I like that solution! Thanks!


> would work.
> 
>>>> +	while (
>>>> +		bytes_read > 0 && 					// the last packet was no flush
>>>> +		sb->len - total_bytes_read - 1 > 0 	// we still have space left in the buffer
>>>> +	);
>>> 
>>> And I'm not sure if you need to distinguish between "0" and "-1" when
>>> checking byte_read here.
>> 
>> We want to finish reading in both cases, no?
> 
> If we get "-1", that's from an unexpected EOF during the packet_read(),
> because you set GENTLE_ON_EOF. So there's nothing left to read, and we
> should break and return an error.

Right.


> I guess "0" would come from a flush packet? Why would the filter send
> back a flush packet (unless you were using them to signal end-of-input,
> but then why does the filter have to send back the number of bytes ahead
> of time?).

Sending the bytes ahead of time (if available) might be nice for efficient
buffer allocation. I am changing the code so that both cases can be handled
(size ahead of time and no size ahead of time).


>>> Why 8K? The pkt-line format naturally restricts us to just under 64K, so
>>> why not take advantage of that and minimize the framing overhead for
>>> large data?
>> 
>> I took inspiration from here for 8K MAX_IO_SIZE:
>> https://github.com/git/git/blob/master/copy.c#L6
>> 
>> Is this read limit correct? Should I read 8 times to fill a pkt-line?
> 
> MAX_IO_SIZE is generally 8 _megabytes_, not 8K. The loop in copy.c just
> haad to pick an arbitrary size for doing its read/write proxying.  I
> think in practice you are not likely to get much benefit from going
> beyond 8K or so there, just because operating systems tend to do things
> in page-sizes anyway, which are usually 4K.
> 
> But since you are formatting the result into a form that has framing
> overhead, anything up to LARGE_PACKET_MAX will see benefits (though
> admittedly even 4 bytes per 8K is not much).
> 
> I don't think it's worth the complexity of reading 8 times, but just
> using a buffer size of LARGE_PACKET_MAX-4 would be the most efficient.
> 
> I doubt it matters _that much_ in practice, but any time I see a magic
> number I have to wonder at the "why". At least basing it on
> LARGE_PACKET_MAX has some basis, whereas 8K is largely just made-up. :)

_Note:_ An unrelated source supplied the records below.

//! Data models for clipsync
//!
//! Defines the core data structures: the `Clipping` record, its kind
//! discriminant, and helpers for grouping clippings by book.

use std::collections::BTreeMap;

use serde::{Deserialize, Serialize};
use thiserror::Error;

/// The kind of a clipping record
///
/// `MergedNote` is only ever produced by the merge engine
/// ([`crate::merge::merge_clippings`]), never by the parser.
#[derive(Debug, Clone, Copy, Serialize, Deserialize, PartialEq, Eq)]
pub enum ClipKind {
    /// A highlighted passage
    Highlight,
    /// A freestanding note
    Note,
    /// A highlight and its accompanying note, combined
    MergedNote,
}

/// Errors from model-level validation
#[derive(Error, Debug)]
pub enum ModelError {
    /// The location string has no parseable end offset
    #[error("location '{location}' has no parseable end offset")]
    BadLocation { location: String },

    /// A book group mixes more than one title or author
    #[error("all clippings in a group must share the same {field}: expected '{expected}', found '{found}'")]
    MixedGroup {
        field: &'static str,
        expected: String,
        found: String,
    },

    /// A book group with no clippings has no identity
    #[error("cannot take title/author of an empty group")]
    EmptyGroup,
}

/// A single annotation exported by the e-reader
///
/// Immutable value type. Exactly one of `text_highlight`/`text_note` is set
/// for `Highlight`/`Note` respectively; both are set only for `MergedNote`.
/// The constructors enforce this, so prefer them over struct literals.
#[derive(Debug, Clone, Serialize, Deserialize, PartialEq)]
pub struct Clipping {
    /// Book title
    pub title: String,
    /// Book author(s), possibly empty when the export line had none
    pub author: String,
    /// Location range as exported, e.g. "3824-3826"
    pub location: String,
    /// Record kind
    pub kind: ClipKind,
    /// Original human-readable date text, preserved for display
    pub date: String,
    /// Seconds since epoch, parsed from `date`
    pub date_unix: i64,
    /// Highlighted passage (Highlight and MergedNote)
    pub text_highlight: Option<String>,
    /// Note text (Note and MergedNote)
    pub text_note: Option<String>,
}

impl Clipping {
    /// Create a highlight record
    pub fn highlight(
        title: impl Into<String>,
        author: impl Into<String>,
        location: impl Into<String>,
        date: impl Into<String>,
        date_unix: i64,
        text: impl Into<String>,
    ) -> Self {
        Self {
            title: title.into(),
            author: author.into(),
            location: location.into(),
            kind: ClipKind::Highlight,
            date: date.into(),
            date_unix,
            text_highlight: Some(text.into()),
            text_note: None,
        }
    }

    /// Create a note record
    pub fn note(
        title: impl Into<String>,
        author: impl Into<String>,
        location: impl Into<String>,
        date: impl Into<String>,
        date_unix: i64,
        text: impl Into<String>,
    ) -> Self {
        Self {
            title: title.into(),
            author: author.into(),
            location: location.into(),
            kind: ClipKind::Note,
            date: date.into(),
            date_unix,
            text_highlight: None,
            text_note: Some(text.into()),
        }
    }

    /// Combine a highlight and a note into a merged record
    ///
    /// All identity, location, and date fields come from the highlight.
    pub fn merged(highlight: &Clipping, note: &Clipping) -> Self {
        Self {
            title: highlight.title.clone(),
            author: highlight.author.clone(),
            location: highlight.location.clone(),
            kind: ClipKind::MergedNote,
            date: highlight.date.clone(),
            date_unix: highlight.date_unix,
            text_highlight: highlight.text_highlight.clone(),
            text_note: note.text_note.clone(),
        }
    }

    /// End offset of the location range: the integer after the last `-`
    ///
    /// A location without a `-` is treated as a bare end offset.
    pub fn location_end(&self) -> Result<i64, ModelError> {
        self.location
            .rsplit('-')
            .next()
            .and_then(|s| s.trim().parse().ok())
            .ok_or_else(|| ModelError::BadLocation {
                location: self.location.clone(),
            })
    }
}

/// Group clippings by book title
///
/// The inner order of each group is the input (parse) order. The outer map
/// is ordered by title.
pub fn group_by_title(clippings: Vec<Clipping>) -> BTreeMap<String, Vec<Clipping>> {
    let mut groups: BTreeMap<String, Vec<Clipping>> = BTreeMap::new();
    for item in clippings {
        groups.entry(item.title.clone()).or_default().push(item);
    }
    groups
}

/// Get the title and author shared by all clippings in a group
///
/// Returns [`ModelError::MixedGroup`] if any clipping disagrees, which means
/// the group was assembled incorrectly upstream.
pub fn title_author(group: &[Clipping]) -> Result<(String, String), ModelError> {
    let first = group.first().ok_or(ModelError::EmptyGroup)?;

    for item in group {
        if item.title != first.title {
            return Err(ModelError::MixedGroup {
                field: "title",
                expected: first.title.clone(),
                found: item.title.clone(),
            });
        }
        if item.author != first.author {
            return Err(ModelError::MixedGroup {
                field: "author",
                expected: first.author.clone(),
                found: item.author.clone(),
            });
        }
    }

    Ok((first.title.clone(), first.author.clone()))
}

Sounds good. I will use LARGE_PACKET_MAX-4 !

> 
>>> We do sometimes do "ret |= something()" but that is in cases where
>>> "ret" is zero for success, and non-zero (usually -1) otherwise. Perhaps
>>> your function's error-reporting is inverted from our usual style?
>> 
>> I thought it makes the code easier to read and the filter doesn't care
>> at what point the error happens anyways. The filter either succeeds
>> or fails. What style would you suggest?
> 
> I think that's orthogonal. I just mean that using zero for success puts
> you in our usual style, and then accumulating errors can be done with
> "|=".

Ah. I guess I was misguided by the way errors are currently handled
in `apply_filter` (success = 1; failure = 0):
https://github.com/git/git/blob/8c6d1f9807c67532e7fb545a944b064faff0f70b/convert.c#L437-L479

I wouldn't like if the different filter protocols would use different
error exit codes. Would it be OK to adjust the existing `apply_filter`
function in a cleanup patch?


> I didn't look carefully at whether the accumulating style you're using
> makes sense or not. But something like:
> 
>>>> +		ret &= write_in_full(out, &header, sizeof(header)) == sizeof(header);
>>>> +		ret &= write_in_full(out, src, bytes_to_write) == bytes_to_write;
> 
> does mean that we call the second write() even if the first one failed.
> That's a waste of time (albeit a minor one), but it also means you could
> potentially cover up the value of "errno" from the first one (though in
> practice I'd expect the second one to fail for the same reason).

Oh. You're right. For some reason I thought the second operator would
never be evaluated if the first operator is 0. Apparently that is not
the case for bit-wise & ... only for logical & ... thanks for the lesson!

- Lars